América
Desde las costas neblinosas del Pacífico hasta la pureza de los valles andinos a gran altitud, el Nuevo Mundo redefine la viticultura contemporánea. Aquí, la nobleza de las cepas ancestrales converge con una libertad enológica audaz para crear etiquetas que son el reflejo nítido de un continente vasto y biodiverso.
Argentina
Referente indiscutible de la viticultura de altura. El Valle de Uco y Luján de Cuyo presentan suelos aluviales y una amplitud térmica extrema que otorgan al Malbec una frescura vibrante y una estructura inigualable.
Chile
Un mosaico geográfico protegido por fronteras naturales.

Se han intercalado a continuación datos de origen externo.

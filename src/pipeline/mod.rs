//! Chat pipeline: turns user input into a transcript, speech and an avatar
//! video, and reports every step to an observer.
//!
//! # Architecture
//!
//! ```text
//! UI thread                               tokio runtime
//! ─────────                               ─────────────
//! Recorder ─▶ PipelineCommand (mpsc) ───▶ Pipeline::run()
//!                                           ├─ Open        → greeting
//!                                           ├─ Submit*     → JoinSet turn task
//!                                           └─ Capture*    → stage / error
//!
//! ChatApp ◀── PipelineEvent (mpsc) ◀───── ChannelObserver
//!
//! SharedState (Arc<Mutex<ChatState>>) ←── log, loading gate, current video
//! ```

pub mod events;
pub mod reply;
pub mod runner;
pub mod state;

// ---------------------------------------------------------------------------
// Public re-exports
// ---------------------------------------------------------------------------

pub use events::{
    ChannelObserver, LatencyStage, PipelineCommand, PipelineEvent, PipelineObserver,
};
pub use reply::{compose_reply, Reply};
pub use runner::{validate_recording, Pipeline, PipelineSettings, TurnError, TurnInput};
pub use state::{
    lock_state, new_shared_state, ChatMessage, ChatState, MessageLog, Role, SharedState,
    TurnStage, VideoRef,
};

Del Maipo Alto con sus Cabernet Sauvignon aristocráticos, hasta la influencia gélida del Pacífico en Casablanca, Chile destaca por su pureza frutal.
Estados Unidos
La opulencia de Napa Valley se entrelaza con la diversidad de Sonoma y Oregon. Suelos volcánicos producen vinos icónicos de gran estructura y Chardonnay de clase mundial.
México
El resurgir del Valle de Guadalupe. Un terroir mediterráneo con brisa del Pacífico que favorece ensambles audaces de Nebbiolo y Tempranillo con un carácter salino único.
Uruguay
La elegancia del Atlántico Sur. El Tannat se expresa aquí con una finura sorprendente, logrando taninos amables y una gran profundidad aromática influenciada por el mar.
Canadá
Maestría en frío extremo. La península de Niágara es célebre por su Icewine, mientras que el Valle de Okanagan sorprende con tintos de gran nitidez y frescura.